Après avoir été déboutée de ses demandes par le juge des référés du Tribunal de grande instance de Paris, la demanderesse a interjeté appel de la décision.

La Cour d’appel, sans surprise, déboute la demanderesse de ses prétentions et confirme l’ordonnance de référé.

Pour motiver sa décision, elle considère que les propos contenus dans l’article ne sont pas manifestement illicites au motif qu’ils entrent dans le champ de la liberté de critique et d’expression sans dégénérer en abus.

Cet arrêt nous donne l’occasion de faire le point sur les obligations pesant sur l’hébergeur et les conditions de mise en œuvre de sa responsabilité.

Le statut de l’hébergeur est juridiquement prévu par la loi du 21 juin 2004 dite LCEN. A l’inverse de l’éditeur qui est pleinement responsable des contenus stockés sur son site internet, l’hébergeur bénéficie d’un régime de responsabilité atténué.

L’article 6-I-2 de la LCEN justifie ce régime de responsabilité favorable à l’hébergeur par le fait que ce dernier joue un rôle passif dans la mise en ligne des informations stockées sur son site.
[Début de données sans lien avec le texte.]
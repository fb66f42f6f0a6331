//! 照合シグナルの取得元
//!
//! ランドマーク・埋め込み・Vision の3つの外部サービスを trait で抽象化する。
//! 実装は HTTP クライアントだが、テストでは任意の実装に差し替えられる。

mod embedding;
mod landmark;
mod vision;

pub use embedding::EmbeddingClient;
pub use landmark::LandmarkClient;
pub use vision::VisionClient;

use crate::config::Config;
use crate::error::{MatchError, Result};
use crate::scanner::QueryImage;
use async_trait::async_trait;
use phenotype_match_common::{Embedding, FaceLandmarks, VisionVerdict};
use std::sync::Arc;

/// 顔ランドマーク検出
#[async_trait]
pub trait LandmarkSource: Send + Sync {
    async fn detect(&self, image: &QueryImage) -> Result<FaceLandmarks>;
}

/// 顔埋め込みベクトル
#[async_trait]
pub trait EmbeddingSource: Send + Sync {
    async fn embed(&self, image: &QueryImage) -> Result<Embedding>;
}

/// Vision LLM による候補判定
#[async_trait]
pub trait VisionSource: Send + Sync {
    async fn classify(&self, image: &QueryImage, labels: &[&str], top_k: usize) -> Result<VisionVerdict>;
}

/// 照合器に渡すシグナル取得元一式
#[derive(Clone, Default)]
pub struct SignalSources {
    pub landmarks: Option<Arc<dyn LandmarkSource>>,
    pub embedding: Option<Arc<dyn EmbeddingSource>>,
    pub vision: Option<Arc<dyn VisionSource>>,
}

impl SignalSources {
    /// 設定から HTTP クライアントを組み立てる
    ///
    /// APIキーが無ければ Vision は無効（警告のみ）。
    pub fn from_config(config: &Config) -> Result<Self> {
        let vision: Option<Arc<dyn VisionSource>> = match config.get_api_key() {
            Ok(key) => Some(Arc::new(VisionClient::new(
                &config.vision_endpoint,
                &config.vision_model,
                key,
            )?)),
            Err(MatchError::MissingApiKey) => {
                tracing::warn!("APIキー未設定のため Vision シグナルを使用しません");
                None
            }
            Err(e) => return Err(e),
        };

        Ok(Self {
            landmarks: Some(Arc::new(LandmarkClient::new(&config.landmark_endpoint)?)),
            embedding: Some(Arc::new(EmbeddingClient::new(
                &config.embedding_endpoint,
                config.embedding_dim,
            )?)),
            vision,
        })
    }
}

pub(crate) fn http_client() -> Result<reqwest::Client> {
    reqwest::Client::builder()
        .build()
        .map_err(|e| MatchError::Config(format!("HTTPクライアントの初期化に失敗: {}", e)))
}
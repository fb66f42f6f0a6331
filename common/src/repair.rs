//! 途中で切れたJSONの修復
//!
//! 大きなLLM出力は末尾で途切れることがある。次の順に試し、
//! 最初にパースできたものを返す:
//! 1. 先頭の説明文と、閉じ括弧以降の余計なテキストを除去
//! 2. 未終端の文字列を閉じ、不足している `}` / `]` を補う
//! 3. 直近の安全な位置（`,` の手前や `{` `[` の直後）まで戻して閉じる
//!
//! どの段階でも末尾カンマは取り除く。

use std::collections::VecDeque;

/// これより大きい入力は修復しない
pub const MAX_REPAIR_INPUT: usize = 1 << 20;

/// 巻き戻しを試す安全位置の最大数
const MAX_CUT_ATTEMPTS: usize = 64;

#[derive(Debug, Clone)]
struct SafePoint {
    pos: usize,
    closers: Vec<char>,
}

#[derive(Debug, Default)]
struct Scan {
    closers: Vec<char>,
    in_string: bool,
    escaped: bool,
    /// トップレベルの値が閉じた位置（排他的終端）
    complete_end: Option<usize>,
    /// 閉じ括弧の対応が崩れていた
    mismatched: bool,
    safe_points: VecDeque<SafePoint>,
}

impl Scan {
    fn mark_safe(&mut self, pos: usize) {
        if self.safe_points.len() == MAX_CUT_ATTEMPTS {
            self.safe_points.pop_front();
        }
        self.safe_points.push_back(SafePoint {
            pos,
            closers: self.closers.clone(),
        });
    }
}

fn scan(body: &str) -> Scan {
    let mut state = Scan::default();

    for (i, c) in body.char_indices() {
        if state.in_string {
            if state.escaped {
                state.escaped = false;
            } else if c == '\\' {
                state.escaped = true;
            } else if c == '"' {
                state.in_string = false;
            }
            continue;
        }

        match c {
            '"' => state.in_string = true,
            '{' => {
                state.closers.push('}');
                state.mark_safe(i + 1);
            }
            '[' => {
                state.closers.push(']');
                state.mark_safe(i + 1);
            }
            '}' | ']' => {
                if state.closers.last() != Some(&c) {
                    state.mismatched = true;
                    break;
                }
                state.closers.pop();
                if state.closers.is_empty() {
                    state.complete_end = Some(i + 1);
                    break;
                }
                state.mark_safe(i + 1);
            }
            ',' if !state.closers.is_empty() => state.mark_safe(i),
            _ => {}
        }
    }

    state
}

/// 先頭の `{` / `[` から対応する閉じ括弧までの終端位置
///
/// 閉じていなければ None
pub fn balanced_end(body: &str) -> Option<usize> {
    scan(body).complete_end
}

/// 文字列外の末尾カンマ（`,` の直後が `}` / `]`）を除去
pub fn strip_trailing_commas(json: &str) -> String {
    let chars: Vec<char> = json.chars().collect();
    let mut out = String::with_capacity(json.len());
    let mut in_string = false;
    let mut escaped = false;

    for (i, &c) in chars.iter().enumerate() {
        if in_string {
            if escaped {
                escaped = false;
            } else if c == '\\' {
                escaped = true;
            } else if c == '"' {
                in_string = false;
            }
            out.push(c);
            continue;
        }
        if c == '"' {
            in_string = true;
        } else if c == ',' {
            let next = chars[i + 1..].iter().find(|ch| !ch.is_whitespace());
            if matches!(next, Some('}') | Some(']')) {
                continue;
            }
        }
        out.push(c);
    }

    out
}

fn close(prefix: &str, closers: &[char]) -> String {
    let mut out = String::with_capacity(prefix.len() + closers.len());
    out.push_str(prefix);
    out.extend(closers.iter().rev());
    strip_trailing_commas(&out)
}

fn parses(candidate: &str) -> bool {
    serde_json::from_str::<serde_json::Value>(candidate).is_ok()
}

/// 修復を試み、パース可能なJSON文字列を返す
///
/// JSONの開始が見つからない、入力が大きすぎる、修復しても
/// パースできない場合は None
pub fn repair_json(input: &str) -> Option<String> {
    if input.len() > MAX_REPAIR_INPUT {
        return None;
    }
    let start = input.find(['{', '['])?;
    let body = &input[start..];
    let state = scan(body);

    if let Some(end) = state.complete_end {
        let candidate = strip_trailing_commas(&body[..end]);
        return parses(&candidate).then_some(candidate);
    }
    if state.mismatched {
        return None;
    }

    // 末尾をその場で閉じる
    let mut prefix = body.to_string();
    if state.in_string {
        if state.escaped {
            prefix.pop();
        }
        prefix.push('"');
    }
    let candidate = close(&prefix, &state.closers);
    if parses(&candidate) {
        return Some(candidate);
    }

    // 安全な位置まで巻き戻す
    state
        .safe_points
        .iter()
        .rev()
        .map(|point| close(&body[..point.pos], &point.closers))
        .find(|candidate| parses(candidate))
}

#[cfg(test)]
mod tests {
    use super::*;
    use serde_json::Value;

    const ORIGINAL: &str = r#"{"analysis": "Broad face with a \"strong\" jaw", "primary_region": "Northern Europe", "matches": [{"phenotype": "Nordid", "confidence": 82, "reasoning": "tall cranial vault"}, {"phenotype": "Dinarid", "confidence": 64, "reasoning": "steep occiput", "rank": 2}, {"phenotype": "Alpinid", "confidence": 40}]}"#;

    fn keys(v: &Value) -> Vec<String> {
        v.as_object()
            .map(|o| o.keys().cloned().collect())
            .unwrap_or_default()
    }

    #[test]
    fn test_complete_json_untouched() {
        let repaired = repair_json(ORIGINAL).unwrap();
        let a: Value = serde_json::from_str(&repaired).unwrap();
        let b: Value = serde_json::from_str(ORIGINAL).unwrap();
        assert_eq!(a, b);
    }

    #[test]
    fn test_strips_wrapper_text() {
        let response = format!("Sure! Here is the result:\n{}\nHope this helps.", ORIGINAL);
        let repaired = repair_json(&response).unwrap();
        assert!(repaired.starts_with('{'));
        assert!(repaired.ends_with('}'));
    }

    #[test]
    fn test_truncated_mid_string() {
        let cut = ORIGINAL.find("Dinarid").unwrap() + 3;
        let repaired = repair_json(&ORIGINAL[..cut]).unwrap();
        let v: Value = serde_json::from_str(&repaired).unwrap();
        let matches = v["matches"].as_array().unwrap();
        assert_eq!(matches.len(), 2);
        assert_eq!(matches[1]["phenotype"], "Din");
    }

    #[test]
    fn test_truncated_mid_key_rolls_back() {
        let cut = ORIGINAL.find("\"reasoning\": \"steep").unwrap() + 5;
        let repaired = repair_json(&ORIGINAL[..cut]).unwrap();
        let v: Value = serde_json::from_str(&repaired).unwrap();
        let second = &v["matches"][1];
        assert_eq!(keys(second), vec!["confidence".to_string(), "phenotype".to_string()]);
    }

    #[test]
    fn test_trailing_commas() {
        let repaired = repair_json(r#"{"matches": [1, 2,], }"#).unwrap();
        assert_eq!(repaired, r#"{"matches": [1, 2] }"#);
    }

    #[test]
    fn test_dangling_escape() {
        let repaired = repair_json(r#"{"analysis": "ends with \"#).unwrap();
        let v: Value = serde_json::from_str(&repaired).unwrap();
        assert_eq!(v["analysis"], "ends with ");
    }

    #[test]
    fn test_no_json() {
        assert!(repair_json("no structured output at all").is_none());
        assert!(repair_json("").is_none());
    }

    #[test]
    fn test_mismatched_brackets() {
        assert!(repair_json(r#"{"matches": [1, 2}"#).is_none());
    }

    #[test]
    fn test_every_prefix_repairs_to_subset() {
        let original: Value = serde_json::from_str(ORIGINAL).unwrap();
        let top_keys = keys(&original);
        let original_matches = original["matches"].as_array().unwrap();

        for (cut, _) in ORIGINAL.char_indices().skip(1) {
            let prefix = &ORIGINAL[..cut];
            let repaired = repair_json(prefix)
                .unwrap_or_else(|| panic!("修復失敗: {}", prefix));
            let v: Value = serde_json::from_str(&repaired).unwrap();

            for key in keys(&v) {
                assert!(top_keys.contains(&key), "余計なキー {} ({})", key, prefix);
            }
            if let Some(matches) = v.get("matches").and_then(Value::as_array) {
                assert!(matches.len() <= original_matches.len());
                for (m, o) in matches.iter().zip(original_matches) {
                    let allowed = keys(o);
                    for key in keys(m) {
                        assert!(allowed.contains(&key), "余計なキー {} ({})", key, prefix);
                    }
                }
            }
        }
    }

    #[test]
    fn test_balanced_end() {
        assert_eq!(balanced_end(r#"{"a": "}"} trailing"#), Some(10));
        assert_eq!(balanced_end(r#"{"a": [1"#), None);
    }
}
Autrement dit, il se contente de mettre à disposition un service de communication au public en ligne sans gérer lui-même la transmission de ces informations.

La jurisprudence a d’ailleurs mis en œuvre cette disposition à plusieurs reprises en retenant que l’absence de contrôle (TGI Paris, 29 mai 2012) [1] ou de possibilité de contrôle (TGI Nanterre, 9 février 2012) [2] des informations stockées sur son site permet à un opérateur de se prévaloir de la qualité d’hébergeur.
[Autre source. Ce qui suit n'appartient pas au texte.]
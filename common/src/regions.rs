//! 地域名の表示用ルックアップ
//!
//! Vision の primary_region や候補の regions を表示グループ・色に対応付ける。
//! キーは小文字の前方一致で、最長一致を採用する。

use crate::error::Result;
use serde::{Deserialize, Serialize};
use std::collections::BTreeMap;

/// 表示グループと色
#[derive(Debug, Clone, PartialEq, Eq, Serialize, Deserialize)]
pub struct RegionStyle {
    pub group: String,
    /// `#rrggbb`
    pub color: String,
}

/// 前方一致の地域テーブル（読み取り専用）
#[derive(Debug, Clone, Default, Serialize, Deserialize)]
#[serde(transparent)]
pub struct RegionTable {
    entries: BTreeMap<String, RegionStyle>,
}

impl RegionTable {
    pub fn new<I, K>(entries: I) -> Self
    where
        I: IntoIterator<Item = (K, RegionStyle)>,
        K: AsRef<str>,
    {
        Self {
            entries: entries
                .into_iter()
                .map(|(k, v)| (normalize(k.as_ref()), v))
                .filter(|(k, _)| !k.is_empty())
                .collect(),
        }
    }

    /// 組み込みテーブル
    pub fn builtin() -> Self {
        let style = |group: &str, color: &str| RegionStyle {
            group: group.to_string(),
            color: color.to_string(),
        };
        Self::new([
            ("europe", style("Europe", "#4e79a7")),
            ("northern europe", style("Northern Europe", "#76b7b2")),
            ("southern europe", style("Southern Europe", "#59a14f")),
            ("eastern europe", style("Eastern Europe", "#8cd17d")),
            ("middle east", style("Middle East", "#f28e2b")),
            ("north africa", style("North Africa", "#ffbe7d")),
            ("africa", style("Africa", "#e15759")),
            ("sub-saharan africa", style("Sub-Saharan Africa", "#ff9d9a")),
            ("central asia", style("Central Asia", "#b6992d")),
            ("south asia", style("South Asia", "#f1ce63")),
            ("east asia", style("East Asia", "#d37295")),
            ("southeast asia", style("Southeast Asia", "#fabfd2")),
            ("oceania", style("Oceania", "#9d7660")),
            ("americas", style("Americas", "#b07aa1")),
        ])
    }

    pub fn from_json(json: &str) -> Result<Self> {
        let raw: BTreeMap<String, RegionStyle> = serde_json::from_str(json)?;
        Ok(Self::new(raw))
    }

    pub fn from_file(path: &std::path::Path) -> Result<Self> {
        let content = std::fs::read_to_string(path)?;
        Self::from_json(&content)
    }

    /// 最長前方一致
    pub fn lookup(&self, region: &str) -> Option<&RegionStyle> {
        let key = normalize(region);
        self.entries
            .iter()
            .filter(|(prefix, _)| key.starts_with(prefix.as_str()))
            .max_by_key(|(prefix, _)| prefix.len())
            .map(|(_, style)| style)
    }

    pub fn len(&self) -> usize {
        self.entries.len()
    }

    pub fn is_empty(&self) -> bool {
        self.entries.is_empty()
    }
}

fn normalize(s: &str) -> String {
    s.trim().to_lowercase()
}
Dès lors que le prestataire est qualifié d’hébergeur, comme c’était le cas en l’espèce, il bénéficie du régime de responsabilité atténué prévu par la LCEN.

La mesure de la responsabilité de l’hébergeur trouve son siège à l’article 6-I-2 de ladite loi. Cet article dispose que les hébergeurs ne peuvent pas voir leur responsabilité engagée s’ils « n’avaient pas effectivement connaissance de leur caractère illicite ou de faits et circonstances faisant apparaître ce caractère ou si, dès le moment où elles en ont eu cette connaissance, elles ont agi promptement pour retirer ces données ou en rendre l’accès impossible ».

Cette disposition doit être combinée avec l’article 6-I-7 de la LCEN, lequel rappelle l’absence d’obligation générale de surveillance pour les hébergeurs des informations figurant sur leur site.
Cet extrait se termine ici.